Le gouverneur Tiff Macklem doit prononcer un discours sur la situation économique actuelle jeudi, suivi d’une conférence de presse.
Les trois mesures de base ont été introduites en 2017 en remplacement d’une autre mesure qui chiffrait l’inflation globale excluant huit des composantes les plus volatiles d’un panier d’articles couramment utilisés.
Le « moins volatil », pas vraiment alors où va-t-on ?
Un rapport de 2019 des analystes de la Banque du Canada, qui a évalué le rendement de sept mesures de base de 1992 à 2018, a noté que l’IPC-comm était le « moins volatil » et semblait « moins sujet aux révisions et aux chocs sectoriels ».
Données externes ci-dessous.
//! Trade booking handlers.

use axum::extract::rejection::JsonRejection;
use axum::extract::{Path, Query, State};
use axum::http::StatusCode;
use axum::{Extension, Json};
use chrono::{DateTime, Utc};
use rust_decimal::Decimal;
use serde::{Deserialize, Serialize};
use std::sync::Arc;
use utoipa::{IntoParams, ToSchema};
use uuid::Uuid;

use auth::UserView;
use portfolio_core::db::BookedTrade;
use portfolio_core::types::{AssetType, NewTrade, Trade, TradeSide};

use super::portfolios::{owned_portfolio, read_scope, visible_portfolio};
use super::positions::PositionResponse;
use crate::error::{ApiError, ApiResponse, ApiResult};
use crate::state::AppState;

/// Trade response.
#[derive(Debug, Serialize, Deserialize, ToSchema)]
pub struct TradeResponse {
    pub id: Uuid,
    pub portfolio_id: Uuid,
    /// User who recorded the trade.
    pub user_id: Uuid,
    pub symbol: String,
    /// BUY or SELL.
    pub side: String,
    pub quantity: Decimal,
    pub price: Decimal,
    pub commission: Decimal,
    /// Signed change to portfolio cash.
    pub cash_impact: Decimal,
    #[serde(skip_serializing_if = "Option::is_none")]
    pub notes: Option<String>,
    pub executed_at: DateTime<Utc>,
}

impl From<Trade> for TradeResponse {
    fn from(t: Trade) -> Self {
        Self {
            cash_impact: t.cash_impact(),
            id: t.id,
            portfolio_id: t.portfolio_id,
            user_id: t.user_id,
            symbol: t.symbol,
            side: t.side.as_str().to_string(),
            quantity: t.quantity,
            price: t.price,
            commission: t.commission,
            notes: t.notes,
            executed_at: t.executed_at,
        }
    }
}

/// A booked trade with its effects on the book.
#[derive(Debug, Serialize, ToSchema)]
pub struct BookedTradeResponse {
    pub trade: TradeResponse,
    /// Position after the fill.
    pub position: PositionResponse,
    /// Portfolio cash after the trade.
    pub cash_balance: Decimal,
}

impl From<BookedTrade> for BookedTradeResponse {
    fn from(booked: BookedTrade) -> Self {
        Self {
            trade: booked.trade.into(),
            position: booked.position.into(),
            cash_balance: booked.cash_balance,
        }
    }
}

/// Request to record a trade.
#[derive(Debug, Deserialize, ToSchema)]
pub struct CreateTradeRequest {
    pub symbol: String,
    /// BUY or SELL.
    #[schema(value_type = String)]
    pub side: TradeSide,
    /// Positive quantity.
    pub quantity: Decimal,
    pub price: Decimal,
    /// Defaults to 0.
    pub commission: Option<Decimal>,
    pub notes: Option<String>,
    /// Used only when the trade opens a new position. Defaults to STOCK.
    #[schema(value_type = Option<String>)]
    pub asset_type: Option<AssetType>,
    /// Defaults to now.
    pub executed_at: Option<DateTime<Utc>>,
}

/// Query parameters for listing trades.
#[derive(Debug, Deserialize, IntoParams)]
pub struct ListTradesQuery {
    /// Maximum results.
    #[serde(default = "default_limit")]
    pub limit: i64,
    /// Offset for pagination.
    #[serde(default)]
    pub offset: i64,
}

fn default_limit() -> i64 {
    50
}

/// List trades in a portfolio, newest first.
#[utoipa::path(
    get,
    path = "/api/v1/portfolios/{id}/trades",
    params(("id" = Uuid, Path, description = "Portfolio ID"), ListTradesQuery),
    responses(
        (status = 200, description = "Trades", body = Vec<TradeResponse>),
        (status = 404, description = "Portfolio not found", body = crate::error::ErrorResponse),
    ),
    security(("bearer_auth" = [])),
    tag = "trades"
)]
pub async fn list_trades(
    State(state): State<Arc<AppState>>,
    Extension(user): Extension<UserView>,
    Path(portfolio_id): Path<Uuid>,
    Query(query): Query<ListTradesQuery>,
) -> ApiResult<Json<ApiResponse<Vec<TradeResponse>>>> {
    let portfolio = visible_portfolio(&state, &user, portfolio_id).await?;
    let trades = state
        .trades
        .list(portfolio.id, query.limit.clamp(1, 500), query.offset.max(0))
        .await?;

    Ok(ApiResponse::ok(trades.into_iter().map(Into::into).collect()))
}

/// Record a trade, updating cash and the matching position.
#[utoipa::path(
    post,
    path = "/api/v1/portfolios/{id}/trades",
    params(("id" = Uuid, Path, description = "Portfolio ID")),
    request_body = CreateTradeRequest,
    responses(
        (status = 201, description = "Trade recorded", body = BookedTradeResponse),
        (status = 400, description = "Invalid trade", body = crate::error::ErrorResponse),
        (status = 404, description = "Portfolio not found", body = crate::error::ErrorResponse),
    ),
    security(("bearer_auth" = [])),
    tag = "trades"
)]
pub async fn create_trade(
    State(state): State<Arc<AppState>>,
    Extension(user): Extension<UserView>,
    Path(portfolio_id): Path<Uuid>,
    payload: Result<Json<CreateTradeRequest>, JsonRejection>,
) -> ApiResult<(StatusCode, Json<ApiResponse<BookedTradeResponse>>)> {
    let Json(req) = payload?;
    let portfolio = owned_portfolio(&state, &user, portfolio_id).await?;

    let booked = state
        .trades
        .record(
            portfolio.id,
            user.id,
            NewTrade {
                symbol: req.symbol,
                side: req.side,
                quantity: req.quantity,
                price: req.price,
                commission: req.commission,
                notes: req.notes,
                asset_type: req.asset_type,
                executed_at: req.executed_at,
            },
        )
        .await?;

    Ok((StatusCode::CREATED, ApiResponse::ok(booked.into())))
}

/// Get a trade by ID.
#[utoipa::path(
    get,
    path = "/api/v1/trades/{id}",
    params(("id" = Uuid, Path, description = "Trade ID")),
    responses(
        (status = 200, description = "Trade", body = TradeResponse),
        (status = 404, description = "Trade not found", body = crate::error::ErrorResponse),
    ),
    security(("bearer_auth" = [])),
    tag = "trades"
)]
pub async fn get_trade(
    State(state): State<Arc<AppState>>,
    Extension(user): Extension<UserView>,
    Path(id): Path<Uuid>,
) -> ApiResult<Json<ApiResponse<TradeResponse>>> {
    let trade = state
        .trades
        .get(id, read_scope(&user))
        .await?
        .ok_or_else(|| ApiError::NotFound("Trade".into()))?;

    Ok(ApiResponse::ok(trade.into()))
}

#[cfg(test)]
mod tests {
    use super::*;
    use rust_decimal_macros::dec;

    #[test]
    fn test_trade_response_carries_cash_impact() {
        let trade = NewTrade {
            symbol: "aapl".into(),
            side: TradeSide::Buy,
            quantity: dec!(10),
            price: dec!(100.10),
            commission: Some(dec!(1.00)),
            notes: None,
            asset_type: None,
            executed_at: None,
        }
        .into_trade(Uuid::new_v4(), Uuid::new_v4());

        let response = TradeResponse::from(trade);
        assert_eq!(response.side, "BUY");
        assert_eq!(response.symbol, "AAPL");
        assert_eq!(response.cash_impact, dec!(-1002.00));
    }

    #[test]
    fn test_side_must_be_known() {
        let bad = serde_json::from_str::<CreateTradeRequest>(
            r#"{"symbol":"AAPL","side":"HOLD","quantity":"1","price":"1"}"#,
        );
        assert!(bad.is_err());
    }
}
Mais il a été élaboré à une époque où l’inflation sortait rarement de la fourchette de contrôle entre un et trois pour cent de la Banque du Canada. L’inflation est maintenant supérieure à trois pour cent depuis 17 mois et était de 7,6 pour cent en août.
« Avec l’utilité de CPI-comm maintenant remise en question, et les chances d’une récession croissante, la Banque centrale devrait examiner de près la façon dont elle suit l’inflation sous-jacente », ont déclaré les analystes.
« Le défi de la Banque consiste à franchir la ligne extrêmement fine entre un resserrement suffisant pour ramener l’inflation à la cible et un resserrement tel qu’il provoque une récession majeure », a déclaré Stephen Brown, économiste principal pour le Canada chez Capital Economics.
Selon certains analystes, la Banque du Canada devrait revenir à son ancienne mesure ou simplement suivre le nombre de composantes de l’indice qui augmentent plus rapidement par rapport à l’objectif de deux pour cent.
D’autres disent que la meilleure jauge est l’inflation hors énergie et alimentation, parce qu’elle est facile à expliquer et similaire à la façon dont les États-Unis mesurent les pressions sous-jacentes sur les prix.
« La Banque du Canada doit s’attaquer à la façon dont elle a trop compliqué l’inflation sous-jacente et aux mesures qu’elle suit », a déclaré Derek Holt, chef de l’économie des marchés financiers à la Banque Scotia, dans une note.